Supplied data:
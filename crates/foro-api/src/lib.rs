pub mod categories;
pub mod error;
pub mod forms;
pub mod messages;
pub mod state;
pub mod topics;

#[cfg(test)]
mod test_support;

use axum::{
    Router,
    routing::{get, post},
};

pub use error::ApiError;
pub use state::{AppState, AppStateInner};

/// All forum routes. Layers (tracing, etc.) are added by the caller.
pub fn router(state: AppState) -> Router {
    Router::new()
        .route("/", get(categories::home))
        .route(
            "/nueva_categoria",
            get(categories::new_category_form).post(categories::create_category),
        )
        .route("/categoria/{category_id}", get(categories::show_category))
        .route(
            "/categoria/{category_id}/nuevo_tema",
            get(topics::new_topic_form).post(topics::create_topic),
        )
        .route("/tema/{topic_id}", get(topics::show_topic))
        .route("/tema/{topic_id}/nuevo_mensaje", post(messages::create_message))
        .route("/health", get(health))
        .with_state(state)
}

async fn health() -> &'static str {
    "ok"
}
pub mod api;
pub mod models;
use axum::{
    Form, Json,
    extract::{Path, State},
    response::Redirect,
};
use tracing::debug;

use foro_types::api::{NewTopicForm, NewTopicPage, TopicPage};

use crate::error::ApiError;
use crate::forms;
use crate::state::{AppState, with_db};

pub async fn new_topic_form(
    State(state): State<AppState>,
    Path(category_id): Path<i64>,
) -> Result<Json<NewTopicPage>, ApiError> {
    let category = with_db(&state, move |db| db.get_category(category_id)).await?;
    Ok(Json(NewTopicPage { category }))
}

/// Resolves the author by name (creating the user on first post) and opens
/// a topic in the category.
pub async fn create_topic(
    State(state): State<AppState>,
    Path(category_id): Path<i64>,
    Form(form): Form<NewTopicForm>,
) -> Result<Redirect, ApiError> {
    debug!("New topic submitted for category {}", category_id);

    // Unknown category is a 404 even when the form is also incomplete.
    let category = with_db(&state, move |db| db.get_category(category_id)).await?;

    let author = forms::required("autor", form.autor)?;
    let title = forms::required("titulo", form.titulo)?;
    let body = forms::required("contenido", form.contenido)?;

    with_db(&state, move |db| {
        let user = db.find_or_create_user(&author)?;
        db.create_topic(&title, &body, &user, &category)
    })
    .await?;

    Ok(Redirect::to(&format!("/categoria/{}", category_id)))
}

pub async fn show_topic(
    State(state): State<AppState>,
    Path(topic_id): Path<i64>,
) -> Result<Json<TopicPage>, ApiError> {
    debug!("Showing topic {}", topic_id);

    let page = with_db(&state, move |db| {
        let topic = db.get_topic(topic_id)?;
        let category = db.get_category(topic.category_id)?;
        let messages = db.list_messages_by_topic(topic_id)?;
        Ok(TopicPage {
            topic,
            category,
            messages,
        })
    })
    .await?;

    Ok(Json(page))
}

#[cfg(test)]
mod tests {
    use axum::http::StatusCode;

    use foro_db::Database;
    use foro_types::api::{CategoryPage, NewTopicPage, TopicPage};

    use crate::test_support::{app, app_with, get, json, location, post_form};

    fn app_with_category() -> axum::Router {
        let db = Database::open_in_memory().unwrap();
        db.create_category("General", Some("de todo")).unwrap();
        app_with(db)
    }

    #[tokio::test]
    async fn form_carries_the_category() {
        let app = app_with_category();
        let page: NewTopicPage = json(get(&app, "/categoria/1/nuevo_tema").await).await;
        assert_eq!(page.category.name, "General");
    }

    #[tokio::test]
    async fn form_for_unknown_category_is_not_found() {
        let app = app();
        assert_eq!(get(&app, "/categoria/3/nuevo_tema").await.status(), StatusCode::NOT_FOUND);
    }

    #[tokio::test]
    async fn posting_to_unknown_category_is_not_found() {
        let app = app();
        let response = post_form(&app, "/categoria/3/nuevo_tema", "autor=ana&titulo=a&contenido=b").await;
        assert_eq!(response.status(), StatusCode::NOT_FOUND);
    }

    #[tokio::test]
    async fn topic_is_created_and_listed_under_category() {
        let app = app_with_category();

        let response = post_form(&app, "/categoria/1/nuevo_tema", "autor=ana&titulo=Hola&contenido=Mundo").await;
        assert_eq!(response.status(), StatusCode::SEE_OTHER);
        assert_eq!(location(&response), "/categoria/1");

        let page: CategoryPage = json(get(&app, "/categoria/1").await).await;
        assert_eq!(page.topics.len(), 1);
        assert_eq!(page.topics[0].title, "Hola");
        assert_eq!(page.topics[0].body, "Mundo");
        assert_eq!(page.topics[0].author_username, "ana");
    }

    #[tokio::test]
    async fn missing_title_is_bad_request_and_creates_nothing() {
        let app = app_with_category();

        let response = post_form(&app, "/categoria/1/nuevo_tema", "autor=ana&contenido=Mundo").await;
        assert_eq!(response.status(), StatusCode::BAD_REQUEST);

        let page: CategoryPage = json(get(&app, "/categoria/1").await).await;
        assert!(page.topics.is_empty());
    }

    #[tokio::test]
    async fn topic_title_and_body_are_stored_as_submitted() {
        let app = app_with_category();

        // titulo=" Hola ", contenido="Mundo\n\n"
        post_form(&app, "/categoria/1/nuevo_tema", "autor=ana&titulo=+Hola+&contenido=Mundo%0A%0A").await;

        let page: TopicPage = json(get(&app, "/tema/1").await).await;
        assert_eq!(page.topic.title, " Hola ");
        assert_eq!(page.topic.body, "Mundo\n\n");
    }

    #[tokio::test]
    async fn topic_page_shows_category_and_empty_thread() {
        let app = app_with_category();
        post_form(&app, "/categoria/1/nuevo_tema", "autor=ana&titulo=Hola&contenido=Mundo").await;

        let page: TopicPage = json(get(&app, "/tema/1").await).await;
        assert_eq!(page.topic.title, "Hola");
        assert_eq!(page.category.name, "General");
        assert!(page.messages.is_empty());
    }

    #[tokio::test]
    async fn non_numeric_id_is_rejected() {
        let app = app_with_category();
        assert!(get(&app, "/tema/abc").await.status().is_client_error());
    }
}
use chrono::Utc;
use foro_types::models::{Category, Message, Topic, User};
use rusqlite::{Connection, OptionalExtension, Row, params};
use tracing::info;

use crate::error::is_unique_violation;
use crate::models::{MessageRow, TopicRow, UserRow, format_timestamp, parse_timestamp};
use crate::{Database, DbError, Result};

impl Database {
    // -- Users --

    /// Returns the user named `username`, inserting it (without a display
    /// name) first if absent. The insert is an upsert on the UNIQUE username
    /// column, so two racing callers still end up with a single row.
    pub fn find_or_create_user(&self, username: &str) -> Result<User> {
        if username.trim().is_empty() {
            return Err(DbError::InvalidInput("username must not be empty".into()));
        }

        self.with_conn(|conn| {
            let inserted = conn.execute(
                "INSERT INTO users (username, registered_at) VALUES (?1, ?2)
                 ON CONFLICT(username) DO NOTHING",
                params![username, format_timestamp(Utc::now())],
            )?;
            if inserted > 0 {
                info!("Registered new user '{}'", username);
            }

            query_user_by_username(conn, username)?
                .ok_or_else(|| DbError::CorruptRow(format!("user '{}' missing after upsert", username)))
        })
    }

    pub fn get_user(&self, id: i64) -> Result<User> {
        self.with_conn(|conn| {
            let row = conn
                .query_row(
                    "SELECT id, username, display_name, registered_at FROM users WHERE id = ?1",
                    [id],
                    user_row,
                )
                .optional()?;

            row.map(User::try_from)
                .transpose()?
                .ok_or(DbError::not_found("user", id))
        })
    }

    // -- Categories --

    pub fn list_categories(&self) -> Result<Vec<Category>> {
        self.with_conn(|conn| {
            let mut stmt = conn.prepare("SELECT id, name, description FROM categories ORDER BY id")?;
            let rows = stmt
                .query_map([], category_row)?
                .collect::<std::result::Result<Vec<_>, _>>()?;

            Ok(rows)
        })
    }

    pub fn count_categories(&self) -> Result<i64> {
        self.with_conn(|conn| count_categories(conn))
    }

    /// Fails with [`DbError::Duplicate`] when a category with exactly this
    /// name exists; the existing row is left untouched.
    pub fn create_category(&self, name: &str, description: Option<&str>) -> Result<Category> {
        if name.trim().is_empty() {
            return Err(DbError::InvalidInput("category name must not be empty".into()));
        }

        self.with_conn(|conn| {
            match conn.execute(
                "INSERT INTO categories (name, description) VALUES (?1, ?2)",
                params![name, description],
            ) {
                Ok(_) => {}
                Err(e) if is_unique_violation(&e) => {
                    return Err(DbError::Duplicate(format!("category '{}' already exists", name)));
                }
                Err(e) => return Err(e.into()),
            }

            let id = conn.last_insert_rowid();
            info!("Created category {} '{}'", id, name);

            Ok(Category {
                id,
                name: name.to_string(),
                description: description.map(str::to_string),
            })
        })
    }

    pub fn get_category(&self, id: i64) -> Result<Category> {
        self.with_conn(|conn| {
            conn.query_row(
                "SELECT id, name, description FROM categories WHERE id = ?1",
                [id],
                category_row,
            )
            .optional()?
            .ok_or(DbError::not_found("category", id))
        })
    }

    // -- Topics --

    pub fn create_topic(
        &self,
        title: &str,
        body: &str,
        author: &User,
        category: &Category,
    ) -> Result<Topic> {
        let created_at = format_timestamp(Utc::now());

        self.with_conn(|conn| {
            conn.execute(
                "INSERT INTO topics (title, body, created_at, author_id, category_id)
                 VALUES (?1, ?2, ?3, ?4, ?5)",
                params![title, body, &created_at, author.id, category.id],
            )?;

            let id = conn.last_insert_rowid();
            info!(
                "Created topic {} '{}' in category {} by '{}'",
                id, title, category.id, author.username
            );

            Ok(Topic {
                id,
                title: title.to_string(),
                body: body.to_string(),
                created_at: parse_timestamp(&created_at)?,
                author_id: author.id,
                author_username: author.username.clone(),
                category_id: category.id,
            })
        })
    }

    pub fn get_topic(&self, id: i64) -> Result<Topic> {
        self.with_conn(|conn| {
            let row = conn
                .query_row(
                    "SELECT t.id, t.title, t.body, t.created_at, t.author_id, u.username, t.category_id
                     FROM topics t
                     JOIN users u ON u.id = t.author_id
                     WHERE t.id = ?1",
                    [id],
                    topic_row,
                )
                .optional()?;

            row.map(Topic::try_from)
                .transpose()?
                .ok_or(DbError::not_found("topic", id))
        })
    }

    pub fn list_topics_by_category(&self, category_id: i64) -> Result<Vec<Topic>> {
        self.with_conn(|conn| {
            // JOIN users to fetch the author's username in a single query
            let mut stmt = conn.prepare(
                "SELECT t.id, t.title, t.body, t.created_at, t.author_id, u.username, t.category_id
                 FROM topics t
                 JOIN users u ON u.id = t.author_id
                 WHERE t.category_id = ?1
                 ORDER BY t.id",
            )?;

            let rows = stmt
                .query_map([category_id], topic_row)?
                .collect::<std::result::Result<Vec<_>, _>>()?;

            rows.into_iter().map(Topic::try_from).collect()
        })
    }

    // -- Messages --

    pub fn create_message(&self, body: &str, author: &User, topic: &Topic) -> Result<Message> {
        let created_at = format_timestamp(Utc::now());

        self.with_conn(|conn| {
            conn.execute(
                "INSERT INTO messages (body, created_at, author_id, topic_id) VALUES (?1, ?2, ?3, ?4)",
                params![body, &created_at, author.id, topic.id],
            )?;

            let id = conn.last_insert_rowid();
            info!("Created message {} in topic {} by '{}'", id, topic.id, author.username);

            Ok(Message {
                id,
                body: body.to_string(),
                created_at: parse_timestamp(&created_at)?,
                author_id: author.id,
                author_username: author.username.clone(),
                topic_id: topic.id,
            })
        })
    }

    pub fn list_messages_by_topic(&self, topic_id: i64) -> Result<Vec<Message>> {
        self.with_conn(|conn| {
            let mut stmt = conn.prepare(
                "SELECT m.id, m.body, m.created_at, m.author_id, u.username, m.topic_id
                 FROM messages m
                 JOIN users u ON u.id = m.author_id
                 WHERE m.topic_id = ?1
                 ORDER BY m.id",
            )?;

            let rows = stmt
                .query_map([topic_id], message_row)?
                .collect::<std::result::Result<Vec<_>, _>>()?;

            rows.into_iter().map(Message::try_from).collect()
        })
    }
}

pub(crate) fn count_categories(conn: &Connection) -> Result<i64> {
    Ok(conn.query_row("SELECT COUNT(*) FROM categories", [], |r| r.get(0))?)
}

fn query_user_by_username(conn: &Connection, username: &str) -> Result<Option<User>> {
    let row = conn
        .query_row(
            "SELECT id, username, display_name, registered_at FROM users WHERE username = ?1",
            [username],
            user_row,
        )
        .optional()?;

    row.map(User::try_from).transpose()
}

fn user_row(row: &Row<'_>) -> rusqlite::Result<UserRow> {
    Ok(UserRow {
        id: row.get(0)?,
        username: row.get(1)?,
        display_name: row.get(2)?,
        registered_at: row.get(3)?,
    })
}

fn category_row(row: &Row<'_>) -> rusqlite::Result<Category> {
    Ok(Category {
        id: row.get(0)?,
        name: row.get(1)?,
        description: row.get(2)?,
    })
}

fn topic_row(row: &Row<'_>) -> rusqlite::Result<TopicRow> {
    Ok(TopicRow {
        id: row.get(0)?,
        title: row.get(1)?,
        body: row.get(2)?,
        created_at: row.get(3)?,
        author_id: row.get(4)?,
        author_username: row.get(5)?,
        category_id: row.get(6)?,
    })
}

fn message_row(row: &Row<'_>) -> rusqlite::Result<MessageRow> {
    Ok(MessageRow {
        id: row.get(0)?,
        body: row.get(1)?,
        created_at: row.get(2)?,
        author_id: row.get(3)?,
        author_username: row.get(4)?,
        topic_id: row.get(5)?,
    })
}
use rusqlite::params;
use tracing::info;

use crate::queries::count_categories;
use crate::{Database, Result};

/// Categories inserted on first start, as (name, description).
pub const DEFAULT_CATEGORIES: &[(&str, &str)] = &[
    (
        "Ventas entre Estudiantes",
        "Compra y venta de artículos de segunda mano entre estudiantes.",
    ),
    (
        "Apoyo a Emprendimientos Estudiantiles",
        "Espacio para promocionar y apoyar pequeños negocios creados por estudiantes.",
    ),
    (
        "Eventos y Actividades",
        "Información y discusión sobre eventos, talleres y actividades de interés para estudiantes.",
    ),
    (
        "Ayuda y Tutorías",
        "Foro para solicitar o ofrecer ayuda académica y tutorías entre compañeros.",
    ),
    (
        "Vida Universitaria",
        "Temas generales sobre la vida en la universidad, consejos, experiencias, etc.",
    ),
];

impl Database {
    /// Inserts [`DEFAULT_CATEGORIES`] iff there are no categories yet.
    /// Returns how many rows were inserted.
    pub fn seed_default_categories_if_empty(&self) -> Result<usize> {
        self.with_conn_mut(|conn| {
            let tx = conn.transaction()?;

            if count_categories(&tx)? > 0 {
                return Ok(0);
            }

            for (name, description) in DEFAULT_CATEGORIES {
                tx.execute(
                    "INSERT INTO categories (name, description) VALUES (?1, ?2)",
                    params![name, description],
                )?;
            }
            tx.commit()?;

            info!("Seeded {} default categories", DEFAULT_CATEGORIES.len());
            Ok(DEFAULT_CATEGORIES.len())
        })
    }
}
use std::net::SocketAddr;
use std::path::PathBuf;

use anyhow::{Context, Result};

#[derive(Debug, Clone)]
pub struct Config {
    pub db_path: PathBuf,
    pub host: String,
    pub port: u16,
}

impl Config {
    /// Reads `FORO_DB_PATH`, `FORO_HOST` and `FORO_PORT`.
    pub fn from_env() -> Result<Self> {
        Self::from_lookup(|key| std::env::var(key).ok())
    }

    fn from_lookup(lookup: impl Fn(&str) -> Option<String>) -> Result<Self> {
        let db_path = lookup("FORO_DB_PATH").unwrap_or_else(|| "foro.db".into());
        let host = lookup("FORO_HOST").unwrap_or_else(|| "0.0.0.0".into());
        let port = match lookup("FORO_PORT") {
            Some(raw) => raw
                .parse()
                .with_context(|| format!("FORO_PORT is not a valid port: {}", raw))?,
            None => 3000,
        };

        Ok(Self {
            db_path: db_path.into(),
            host,
            port,
        })
    }

    pub fn addr(&self) -> Result<SocketAddr> {
        format!("{}:{}", self.host, self.port)
            .parse()
            .with_context(|| format!("invalid listen address {}:{}", self.host, self.port))
    }
}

Directions for this task: Using the records above, copy every line that has the word "execute" in it.

Exercise result:
            let inserted = conn.execute(
            match conn.execute(
            conn.execute(
            conn.execute(
                tx.execute(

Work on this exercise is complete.